2 Information about the Early Childhood Service

Location

Napier

Ministry of Education profile number

5279

Licence type

Free Kindergarten

Licensed under

Education (Early Childhood Services) Regulations 2008

Number licensed for

43 children aged over 2

Service roll

55

Gender composition

Boys 31, Girls 24

Ethnic composition

Māori

Pākehā

Pacific

Other ethnic groups

11

38

3

3

Percentage of qualified teachers

0-49% 50-79% 80%

Based on funding rates

80%

Reported ratios of staff to children

Over 2

1:10

Meets minimum requirements

Review team on site

October 2015

Date of this report

22 December 2015

Most recent ERO report(s)

Education Review

October 2012

 

Education Review

May 2009

 

Education Review

March 2006

3 General Information about Early Childhood Reviews

ERO’s Evaluation Framework

ERO’s overarching question for an early childhood education review is ‘How well placed is this service to promote positive learning outcomes for children?’ ERO focuses on the following factors as described in the bicultural framework Ngā Pou Here:

Pou Whakahaere – how the service determines its vision, philosophy and direction to ensure positive outcomes for children

Pou Ārahi – how leadership is enacted to enhance positive outcomes for children

Mātauranga – whose knowledge is valued and how the curriculum is designed to achieve positive outcomes for children

Tikanga whakaako – how approaches to teaching and learning respond to diversity and support positive outcomes for children.

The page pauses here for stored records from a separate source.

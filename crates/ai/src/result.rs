use serde::{Deserialize, Serialize};
use serde_json::Value as JsonValue;
use thiserror::Error;

/// Result of an AI/ML inference.
///
/// This is *not* a domain event. It is an insight that can be persisted or displayed
/// by higher layers (infra/API) without mutating domain state.
#[derive(Debug, Clone, PartialEq, Serialize, Deserialize)]
pub struct AiResult {
    /// Primary score for the inference (model-specific meaning).
    pub score: f64,

    /// Confidence in \[0, 1\] (recommended convention; not enforced).
    pub confidence: f64,

    /// Optional human-readable explanation.
    pub explanation: Option<String>,

    /// Free-form metadata (model name, feature flags, timings, etc).
    pub metadata: JsonValue,
}

impl AiResult {
    pub fn new(score: f64, confidence: f64) -> Self {
        Self {
            score,
            confidence,
            explanation: None,
            metadata: JsonValue::Null,
        }
    }

    pub fn with_explanation(mut self, explanation: impl Into<String>) -> Self {
        self.explanation = Some(explanation.into());
        self
    }

    pub fn with_metadata(mut self, metadata: JsonValue) -> Self {
        self.metadata = metadata;
        self
    }
}

#[derive(Debug, Error)]
pub enum AiError {
    #[error("invalid job input: {0}")]
    InvalidInput(String),

    #[error("inference failed: {0}")]
    InferenceFailed(String),

    #[error("internal error: {0}")]
    Internal(String),
}


//! API gateway (C9): authenticated reverse proxy fronting the service fleet.
//!
//! Responsibilities: route-table dispatch by path prefix, bearer-credential
//! authentication ahead of every proxied request (exempt: `/health`,
//! `/ready`, `/live`, `/api/v1/auth/*`), allow-listed CORS, forwarding
//! header decoration (`X-Forwarded-For`, `X-Forwarded-Host`,
//! `X-Request-ID`), and `/ready` health aggregation across backends.
//!
//! This crate contains no business logic; it is a thin, authenticated
//! reverse proxy in front of the services that do.

pub mod app;
pub mod auth;
pub mod config;
pub mod cors;
pub mod health;
pub mod proxy;

pub use app::{build_router, GatewayState};
pub use config::GatewayConfig;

Within these areas ERO considers the effectiveness of arotake – self review and of whanaungatanga – partnerships with parents and whānau.

ERO evaluates how well placed a service is to sustain good practice and make ongoing improvements for the benefit of all children at the service.

A focus for the government is that all children, especially priority learners, have an opportunity to benefit from quality early childhood education. ERO will report on how well each service promotes positive outcomes for all children, with a focus on children who are Māori, Pacific, have diverse needs, and are up to the age of two.

For more information about the framework and Ngā Pou Here refer to ERO’s Approach to Review in Early Childhood Services.

ERO’s Overall Judgement and Next Review

The overall judgement that ERO makes and the timing of the next review will depend on how well placed a service is to promote positive learning outcomes for children. The categories are:

  • Very well placed – The next ERO review in four years
  • Well placed – The next ERO review in three years
  • Requires further development – The next ERO review within two years
  • Not well placed - The next ERO review in consultation with the Ministry of Education

ERO has developed criteria for each category. These are available on ERO’s website.

Review Coverage

ERO reviews are tailored to each service’s context and performance, within the overarching review framework. The aim is to provide information on aspects that are central to positive outcomes for children and useful to the service.